▸ **MATERIAL TO PROCESS**

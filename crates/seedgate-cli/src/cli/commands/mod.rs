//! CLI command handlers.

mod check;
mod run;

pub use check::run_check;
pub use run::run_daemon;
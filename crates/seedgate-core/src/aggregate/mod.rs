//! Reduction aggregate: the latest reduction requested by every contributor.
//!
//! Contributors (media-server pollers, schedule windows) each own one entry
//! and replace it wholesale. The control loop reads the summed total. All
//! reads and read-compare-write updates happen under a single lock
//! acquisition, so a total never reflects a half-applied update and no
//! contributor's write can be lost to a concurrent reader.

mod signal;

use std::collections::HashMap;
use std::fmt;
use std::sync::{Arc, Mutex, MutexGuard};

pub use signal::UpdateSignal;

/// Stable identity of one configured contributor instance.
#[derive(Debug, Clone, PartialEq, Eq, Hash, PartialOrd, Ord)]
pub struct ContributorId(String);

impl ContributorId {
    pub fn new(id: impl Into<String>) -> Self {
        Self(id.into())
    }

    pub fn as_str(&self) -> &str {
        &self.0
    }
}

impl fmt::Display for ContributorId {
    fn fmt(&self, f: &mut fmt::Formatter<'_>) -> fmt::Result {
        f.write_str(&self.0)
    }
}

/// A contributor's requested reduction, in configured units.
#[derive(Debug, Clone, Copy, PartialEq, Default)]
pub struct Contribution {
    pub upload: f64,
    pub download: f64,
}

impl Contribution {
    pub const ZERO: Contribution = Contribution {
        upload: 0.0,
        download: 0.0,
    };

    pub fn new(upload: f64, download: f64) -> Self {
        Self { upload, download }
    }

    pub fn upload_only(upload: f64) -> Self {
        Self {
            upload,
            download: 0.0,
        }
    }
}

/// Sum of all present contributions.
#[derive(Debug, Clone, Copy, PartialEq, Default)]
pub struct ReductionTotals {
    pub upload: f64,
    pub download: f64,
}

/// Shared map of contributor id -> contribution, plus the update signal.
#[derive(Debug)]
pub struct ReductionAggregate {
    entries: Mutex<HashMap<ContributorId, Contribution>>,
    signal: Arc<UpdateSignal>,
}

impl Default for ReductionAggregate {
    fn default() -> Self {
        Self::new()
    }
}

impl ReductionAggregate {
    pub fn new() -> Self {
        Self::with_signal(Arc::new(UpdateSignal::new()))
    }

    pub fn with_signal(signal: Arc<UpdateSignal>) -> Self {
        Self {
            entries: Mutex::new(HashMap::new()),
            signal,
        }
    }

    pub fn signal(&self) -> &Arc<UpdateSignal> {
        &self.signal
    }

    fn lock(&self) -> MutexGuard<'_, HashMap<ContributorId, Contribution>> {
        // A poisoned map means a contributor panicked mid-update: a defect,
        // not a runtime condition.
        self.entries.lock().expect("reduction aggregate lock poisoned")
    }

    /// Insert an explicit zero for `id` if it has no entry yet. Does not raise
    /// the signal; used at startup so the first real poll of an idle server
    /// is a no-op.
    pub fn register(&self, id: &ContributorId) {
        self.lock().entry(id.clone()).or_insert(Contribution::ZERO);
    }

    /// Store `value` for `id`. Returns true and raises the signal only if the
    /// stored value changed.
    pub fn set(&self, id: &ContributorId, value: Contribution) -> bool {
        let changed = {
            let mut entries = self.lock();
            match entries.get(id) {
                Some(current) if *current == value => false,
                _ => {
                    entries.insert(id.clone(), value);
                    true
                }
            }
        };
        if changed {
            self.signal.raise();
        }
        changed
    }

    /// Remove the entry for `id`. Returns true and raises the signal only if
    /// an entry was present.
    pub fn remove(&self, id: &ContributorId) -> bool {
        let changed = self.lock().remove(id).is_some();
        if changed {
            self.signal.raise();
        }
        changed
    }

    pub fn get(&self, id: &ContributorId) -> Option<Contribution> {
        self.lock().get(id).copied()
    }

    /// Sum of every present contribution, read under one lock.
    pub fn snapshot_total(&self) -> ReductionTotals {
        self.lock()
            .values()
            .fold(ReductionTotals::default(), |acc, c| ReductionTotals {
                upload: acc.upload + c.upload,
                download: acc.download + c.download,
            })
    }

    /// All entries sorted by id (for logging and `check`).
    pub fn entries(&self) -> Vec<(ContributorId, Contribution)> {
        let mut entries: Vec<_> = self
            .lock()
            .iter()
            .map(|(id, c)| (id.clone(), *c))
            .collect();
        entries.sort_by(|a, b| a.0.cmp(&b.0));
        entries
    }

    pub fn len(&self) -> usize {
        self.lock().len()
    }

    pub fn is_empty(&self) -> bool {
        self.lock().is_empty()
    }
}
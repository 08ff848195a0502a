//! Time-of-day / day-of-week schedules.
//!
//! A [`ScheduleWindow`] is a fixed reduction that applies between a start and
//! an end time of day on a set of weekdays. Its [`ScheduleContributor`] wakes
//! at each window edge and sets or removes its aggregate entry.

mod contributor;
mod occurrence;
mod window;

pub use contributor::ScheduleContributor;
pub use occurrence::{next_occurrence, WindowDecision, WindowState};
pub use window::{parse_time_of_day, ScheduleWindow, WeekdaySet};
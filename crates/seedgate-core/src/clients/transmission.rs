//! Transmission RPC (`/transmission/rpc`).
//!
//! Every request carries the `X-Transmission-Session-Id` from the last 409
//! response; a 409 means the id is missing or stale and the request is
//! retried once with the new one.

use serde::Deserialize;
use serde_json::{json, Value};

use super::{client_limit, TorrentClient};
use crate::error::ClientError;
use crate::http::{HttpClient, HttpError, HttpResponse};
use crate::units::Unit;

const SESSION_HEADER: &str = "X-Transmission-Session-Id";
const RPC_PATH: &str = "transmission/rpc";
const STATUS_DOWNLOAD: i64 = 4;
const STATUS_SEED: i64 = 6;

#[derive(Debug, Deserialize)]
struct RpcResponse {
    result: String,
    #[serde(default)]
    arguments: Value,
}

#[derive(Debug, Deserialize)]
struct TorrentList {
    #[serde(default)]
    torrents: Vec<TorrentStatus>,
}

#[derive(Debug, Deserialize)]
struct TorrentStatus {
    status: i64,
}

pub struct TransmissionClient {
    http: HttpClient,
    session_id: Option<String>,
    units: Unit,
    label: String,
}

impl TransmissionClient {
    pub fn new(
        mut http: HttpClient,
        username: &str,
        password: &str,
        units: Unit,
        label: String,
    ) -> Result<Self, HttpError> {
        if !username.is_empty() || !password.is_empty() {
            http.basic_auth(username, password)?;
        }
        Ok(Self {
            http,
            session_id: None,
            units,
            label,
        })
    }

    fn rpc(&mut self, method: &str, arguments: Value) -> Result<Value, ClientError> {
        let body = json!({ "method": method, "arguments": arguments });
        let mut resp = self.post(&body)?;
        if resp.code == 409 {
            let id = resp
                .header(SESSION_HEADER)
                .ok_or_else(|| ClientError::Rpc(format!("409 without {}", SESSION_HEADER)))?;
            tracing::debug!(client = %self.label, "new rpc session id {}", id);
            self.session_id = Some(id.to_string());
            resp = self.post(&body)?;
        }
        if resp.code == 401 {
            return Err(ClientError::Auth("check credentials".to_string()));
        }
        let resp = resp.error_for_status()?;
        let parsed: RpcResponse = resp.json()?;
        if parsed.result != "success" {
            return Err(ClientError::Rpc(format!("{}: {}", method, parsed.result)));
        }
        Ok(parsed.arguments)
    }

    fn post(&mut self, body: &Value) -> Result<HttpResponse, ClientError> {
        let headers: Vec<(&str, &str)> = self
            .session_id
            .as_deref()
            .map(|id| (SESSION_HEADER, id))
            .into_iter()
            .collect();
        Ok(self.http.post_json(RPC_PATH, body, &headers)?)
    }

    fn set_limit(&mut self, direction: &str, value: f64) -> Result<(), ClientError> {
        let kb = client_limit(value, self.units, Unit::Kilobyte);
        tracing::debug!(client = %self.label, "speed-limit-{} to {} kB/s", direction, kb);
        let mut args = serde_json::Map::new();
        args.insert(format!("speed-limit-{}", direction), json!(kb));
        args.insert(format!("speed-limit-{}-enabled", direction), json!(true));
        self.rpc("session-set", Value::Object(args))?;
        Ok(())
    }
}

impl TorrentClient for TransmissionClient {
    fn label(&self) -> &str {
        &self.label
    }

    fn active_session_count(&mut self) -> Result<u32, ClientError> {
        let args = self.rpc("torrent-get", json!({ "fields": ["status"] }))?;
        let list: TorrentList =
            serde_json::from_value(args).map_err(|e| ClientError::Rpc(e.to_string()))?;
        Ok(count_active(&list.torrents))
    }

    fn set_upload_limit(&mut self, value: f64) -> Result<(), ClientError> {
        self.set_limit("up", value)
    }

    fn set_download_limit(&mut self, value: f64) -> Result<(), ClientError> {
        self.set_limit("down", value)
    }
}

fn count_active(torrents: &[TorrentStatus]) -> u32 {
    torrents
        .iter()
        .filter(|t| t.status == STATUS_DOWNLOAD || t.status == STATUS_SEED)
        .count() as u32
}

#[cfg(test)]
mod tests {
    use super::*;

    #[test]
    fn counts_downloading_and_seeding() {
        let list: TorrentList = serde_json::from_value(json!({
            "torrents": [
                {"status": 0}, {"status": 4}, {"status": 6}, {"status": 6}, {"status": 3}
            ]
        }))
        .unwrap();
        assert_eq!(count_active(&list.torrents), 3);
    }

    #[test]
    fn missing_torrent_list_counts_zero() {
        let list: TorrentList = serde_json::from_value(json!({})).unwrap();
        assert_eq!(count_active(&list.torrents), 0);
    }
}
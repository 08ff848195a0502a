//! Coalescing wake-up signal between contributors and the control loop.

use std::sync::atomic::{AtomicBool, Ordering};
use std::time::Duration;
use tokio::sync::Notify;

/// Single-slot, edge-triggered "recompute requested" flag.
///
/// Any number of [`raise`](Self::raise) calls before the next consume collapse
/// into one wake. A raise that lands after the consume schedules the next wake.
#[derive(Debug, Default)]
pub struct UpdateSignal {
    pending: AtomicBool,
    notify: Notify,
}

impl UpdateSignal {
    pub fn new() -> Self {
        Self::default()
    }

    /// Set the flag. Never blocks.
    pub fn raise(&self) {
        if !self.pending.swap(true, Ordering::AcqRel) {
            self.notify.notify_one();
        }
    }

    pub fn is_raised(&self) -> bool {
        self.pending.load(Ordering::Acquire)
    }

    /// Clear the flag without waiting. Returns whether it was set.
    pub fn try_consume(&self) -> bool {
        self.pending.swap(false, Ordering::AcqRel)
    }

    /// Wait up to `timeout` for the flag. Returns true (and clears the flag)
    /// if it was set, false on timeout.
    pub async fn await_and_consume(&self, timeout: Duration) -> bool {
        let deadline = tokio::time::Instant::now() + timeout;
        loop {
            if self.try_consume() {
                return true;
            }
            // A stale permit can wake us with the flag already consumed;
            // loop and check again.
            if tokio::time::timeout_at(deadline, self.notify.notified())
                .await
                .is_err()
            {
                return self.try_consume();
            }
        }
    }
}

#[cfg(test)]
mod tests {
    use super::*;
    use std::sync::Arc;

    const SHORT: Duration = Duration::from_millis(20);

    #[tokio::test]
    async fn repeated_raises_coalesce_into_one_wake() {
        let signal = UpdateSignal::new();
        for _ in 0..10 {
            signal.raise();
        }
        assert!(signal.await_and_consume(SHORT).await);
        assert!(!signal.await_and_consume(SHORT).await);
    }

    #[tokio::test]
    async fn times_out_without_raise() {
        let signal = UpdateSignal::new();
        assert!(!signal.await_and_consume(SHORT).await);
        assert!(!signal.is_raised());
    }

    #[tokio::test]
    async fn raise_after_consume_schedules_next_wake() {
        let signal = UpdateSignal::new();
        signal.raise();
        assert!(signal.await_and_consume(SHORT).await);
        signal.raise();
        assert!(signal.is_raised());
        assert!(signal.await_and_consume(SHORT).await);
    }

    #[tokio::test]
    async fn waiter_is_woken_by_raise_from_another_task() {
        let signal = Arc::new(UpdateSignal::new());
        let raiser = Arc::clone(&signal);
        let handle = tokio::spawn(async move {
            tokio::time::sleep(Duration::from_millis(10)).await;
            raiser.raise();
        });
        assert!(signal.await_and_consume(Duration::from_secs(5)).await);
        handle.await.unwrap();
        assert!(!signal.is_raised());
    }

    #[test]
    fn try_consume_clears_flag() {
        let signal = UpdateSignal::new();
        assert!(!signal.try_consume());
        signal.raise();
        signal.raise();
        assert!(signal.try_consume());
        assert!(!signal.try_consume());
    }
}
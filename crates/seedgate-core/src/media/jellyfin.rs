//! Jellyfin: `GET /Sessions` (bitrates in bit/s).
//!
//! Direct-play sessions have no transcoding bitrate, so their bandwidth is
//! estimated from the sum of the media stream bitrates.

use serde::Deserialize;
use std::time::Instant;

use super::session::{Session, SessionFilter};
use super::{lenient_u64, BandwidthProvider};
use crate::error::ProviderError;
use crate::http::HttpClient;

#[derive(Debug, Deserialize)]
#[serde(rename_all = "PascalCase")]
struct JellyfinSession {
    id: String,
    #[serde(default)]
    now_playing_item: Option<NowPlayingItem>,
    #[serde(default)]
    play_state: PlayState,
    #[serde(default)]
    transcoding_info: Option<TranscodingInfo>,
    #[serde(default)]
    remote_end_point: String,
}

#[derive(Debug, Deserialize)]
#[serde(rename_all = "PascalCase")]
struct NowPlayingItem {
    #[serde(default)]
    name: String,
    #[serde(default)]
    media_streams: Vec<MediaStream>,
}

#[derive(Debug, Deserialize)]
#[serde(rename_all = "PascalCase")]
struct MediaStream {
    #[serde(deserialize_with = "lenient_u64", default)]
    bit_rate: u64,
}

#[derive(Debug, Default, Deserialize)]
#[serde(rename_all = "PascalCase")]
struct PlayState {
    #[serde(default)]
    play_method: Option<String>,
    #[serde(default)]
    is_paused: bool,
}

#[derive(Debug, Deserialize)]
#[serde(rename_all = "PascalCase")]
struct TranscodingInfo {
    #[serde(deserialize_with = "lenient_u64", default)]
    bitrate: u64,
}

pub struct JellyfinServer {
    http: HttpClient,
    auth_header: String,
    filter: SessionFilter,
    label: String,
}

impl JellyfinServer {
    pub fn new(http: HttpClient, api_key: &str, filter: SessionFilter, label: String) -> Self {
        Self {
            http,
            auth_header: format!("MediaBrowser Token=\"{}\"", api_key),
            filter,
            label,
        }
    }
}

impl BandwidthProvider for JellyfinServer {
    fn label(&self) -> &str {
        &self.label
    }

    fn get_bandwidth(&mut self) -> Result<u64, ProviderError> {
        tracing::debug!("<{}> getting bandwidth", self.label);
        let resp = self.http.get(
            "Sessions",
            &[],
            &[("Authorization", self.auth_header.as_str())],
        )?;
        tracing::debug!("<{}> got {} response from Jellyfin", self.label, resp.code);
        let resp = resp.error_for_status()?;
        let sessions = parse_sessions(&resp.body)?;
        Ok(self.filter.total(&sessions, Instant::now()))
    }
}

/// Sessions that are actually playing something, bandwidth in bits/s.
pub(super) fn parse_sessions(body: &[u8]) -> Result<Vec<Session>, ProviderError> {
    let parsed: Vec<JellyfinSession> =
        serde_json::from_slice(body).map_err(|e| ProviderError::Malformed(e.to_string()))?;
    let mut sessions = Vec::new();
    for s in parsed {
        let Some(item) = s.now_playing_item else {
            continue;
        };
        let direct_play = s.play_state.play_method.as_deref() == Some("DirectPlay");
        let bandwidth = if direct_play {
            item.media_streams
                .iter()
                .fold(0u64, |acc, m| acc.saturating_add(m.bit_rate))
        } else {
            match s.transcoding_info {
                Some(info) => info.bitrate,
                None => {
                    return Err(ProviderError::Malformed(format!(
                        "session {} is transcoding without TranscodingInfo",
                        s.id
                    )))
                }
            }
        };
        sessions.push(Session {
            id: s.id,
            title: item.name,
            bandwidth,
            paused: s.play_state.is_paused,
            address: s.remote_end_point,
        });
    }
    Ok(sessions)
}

▸ **TASK ITEM**
Search the preceding listing for the word "direction" and pull out every line that holds it.

▸ **SOLVED EXERCISE**
    fn set_limit(&mut self, direction: &str, value: f64) -> Result<(), ClientError> {
        tracing::debug!(client = %self.label, "speed-limit-{} to {} kB/s", direction, kb);
        args.insert(format!("speed-limit-{}", direction), json!(kb));
        args.insert(format!("speed-limit-{}-enabled", direction), json!(true));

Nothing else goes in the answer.